■ **EXERCISE**
Please copy each line of the records below that holds the word "avatar".

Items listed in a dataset
****************************************

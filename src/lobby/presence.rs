//! Who is in the lobby, and whether they can be challenged.

use std::collections::BTreeMap;

use serde::{Deserialize, Serialize};

/// Lobby availability.
#[derive(Clone, Copy, Debug, Default, PartialEq, Eq, Hash, Serialize, Deserialize)]
#[serde(rename_all = "SCREAMING_SNAKE_CASE")]
pub enum PresenceStatus {
    #[default]
    Online,
    /// Party to a pending challenge.
    Busy,
    InGame,
}

/// A user as the lobby lists them.
#[derive(Clone, Debug, PartialEq, Eq, Serialize, Deserialize)]
#[serde(rename_all = "camelCase")]
pub struct LobbyUser {
    pub identity: String,
    pub display_name: Option<String>,
    pub avatar: Option<String>,
    pub status: PresenceStatus,
}

impl LobbyUser {
    #[must_use]
    pub fn new(identity: impl Into<String>) -> Self {
        Self {
            identity: identity.into(),
            display_name: None,
            avatar: None,
            status: PresenceStatus::Online,
        }
    }
}

/// Presence keyed by identity, in identity order.
#[derive(Clone, Debug, Default, PartialEq, Eq, Serialize, Deserialize)]
pub struct PresenceMap {
    users: BTreeMap<String, LobbyUser>,
}

impl PresenceMap {
    #[must_use]
    pub fn new() -> Self {
        Self::default()
    }

    /// Add or replace a user. Returns true if the identity was new.
    pub fn insert(&mut self, user: LobbyUser) -> bool {
        self.users.insert(user.identity.clone(), user).is_none()
    }

    pub fn remove(&mut self, identity: &str) -> Option<LobbyUser> {
        self.users.remove(identity)
    }

    #[must_use]
    pub fn get(&self, identity: &str) -> Option<&LobbyUser> {
        self.users.get(identity)
    }

    #[must_use]
    pub fn status(&self, identity: &str) -> Option<PresenceStatus> {
        self.get(identity).map(|u| u.status)
    }

    /// Change a user's status. Returns true if it actually changed.
    pub fn set_status(&mut self, identity: &str, status: PresenceStatus) -> bool {
        match self.users.get_mut(identity) {
            Some(user) if user.status != status => {
                user.status = status;
                true
            }
            _ => false,
        }
    }

    #[must_use]
    pub fn contains(&self, identity: &str) -> bool {
        self.users.contains_key(identity)
    }

    pub fn iter(&self) -> impl Iterator<Item = &LobbyUser> {
        self.users.values()
    }

    #[must_use]
    pub fn len(&self) -> usize {
        self.users.len()
    }

    #[must_use]
    pub fn is_empty(&self) -> bool {
        self.users.is_empty()
    }
}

****************************************

■ **ANSWER BELOW**
    pub avatar: Option<String>,
            avatar: None,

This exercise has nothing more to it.